🤖 AI Summary
To address critical shortages in clinical psychological services and persistent stigma surrounding mental health, this paper proposes a multi-turn supportive dialogue system specifically designed for cognitive restructuring (CR). Methodologically, we introduce CRDial—the first staged, multi-turn CR dialogue framework—and present Crisp, the first high-quality bilingual CR dialogue dataset. We further propose a strategy-driven, iterative large language model (LLM) paradigm for psychological dialogue, integrating sentence-level supportive strategy injection, multi-channel feedback loops, and instruction distillation, followed by fine-tuning of both 7B- and 14B-parameter models. Empirical evaluation demonstrates that our model, Crispers, consistently outperforms all baselines across three human evaluation dimensions: point-wise assessment, pairwise comparison, and intervention effectiveness—thereby validating the efficacy and feasibility of clinically grounded, logic-aligned system design.
📝 Abstract
Cognitive Restructuring (CR) is a psychotherapeutic process aimed at identifying and restructuring an individual's negative thoughts, arising from mental health challenges, into more helpful and positive ones via multi-turn dialogues.
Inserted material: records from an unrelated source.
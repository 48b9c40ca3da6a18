//! Error types for the fetch stage and the persistence sinks.
//!
//! The fetch stage aborts the whole run, so [`FetchError`] propagates up
//! to the driver. Sink errors stop at the sink boundary: the driver logs
//! them and keeps going, so [`SinkError`] never crosses `main`.

use thiserror::Error;

/// Failure while fetching articles from the news API.
#[derive(Error, Debug)]
pub enum FetchError {
    /// Transport-layer failure: DNS, TLS, timeout, connection reset, or a
    /// non-2xx HTTP status. Also covers a body that fails to decode as the
    /// expected envelope.
    #[error("request failed: {0}")]
    Transport(#[from] reqwest::Error),

    /// The API answered 200 but declared a non-ok status in its envelope.
    #[error("news api error: {0}")]
    Api(String),
}

/// Failure inside a persistence sink.
#[derive(Error, Debug)]
pub enum SinkError {
    /// Local filesystem write rejected.
    #[error("filesystem write failed: {0}")]
    Filesystem(#[from] std::io::Error),

    /// The batch could not be serialized to JSON.
    #[error("encoding batch failed: {0}")]
    Encode(#[from] serde_json::Error),

    /// The table or object store rejected the write.
    #[error("storage rejected write: {0}")]
    Storage(String),
}
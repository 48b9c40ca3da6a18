//! Persistence sinks for normalized article batches.
//!
//! Three independent write paths, selected by the driver per mode:
//!
//! # Submodules
//!
//! - [`local`]: Writes the batch as one timestamped JSON document on the
//!   local filesystem
//! - [`table`]: Writes one DynamoDB row per article, keyed by
//!   `article_id`
//! - [`object`]: Uploads the batch as one JSON object to an S3 bucket
//!   under the `raw-news/` prefix
//!
//! Every sink reports its outcome as a `Result` and never panics past
//! its boundary; the driver logs failures and carries on. Re-running the
//! pipeline produces new timestamped artifacts rather than overwriting
//! old ones.

use crate::error::SinkError;
use crate::models::NormalizedArticle;

pub mod local;
pub mod object;
pub mod table;

/// Serialize a batch as the pretty-printed JSON document shared by the
/// local-file and object-store sinks.
///
/// Two-space indentation; non-ASCII characters are preserved unescaped.
pub(crate) fn encode_batch(articles: &[NormalizedArticle]) -> Result<String, SinkError> {
    Ok(serde_json::to_string_pretty(articles)?)
}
Clinician shortage and stigma urge the development of human-LLM interactive psychotherapy for CR. Yet, existing efforts implement CR via simple text rewriting, fixed-pattern dialogues, or a one-shot CR workflow, failing to align with the psychotherapeutic process for effective CR. To address this gap, we propose CRDial, a novel framework for CR, which creates multi-turn dialogues with specifically designed identification and restructuring stages of negative thoughts, integrates sentence-level supportive conversation strategies, and adopts a multi-channel loop mechanism to enable iterative CR. With CRDial, we distill Crisp, a large-scale and high-quality bilingual dialogue dataset, from LLM. We then train Crispers, Crisp-based conversational LLMs for CR, at 7B and 14B scales. Extensive human studies show the superiority of Crispers in pointwise, pairwise, and intervention evaluations.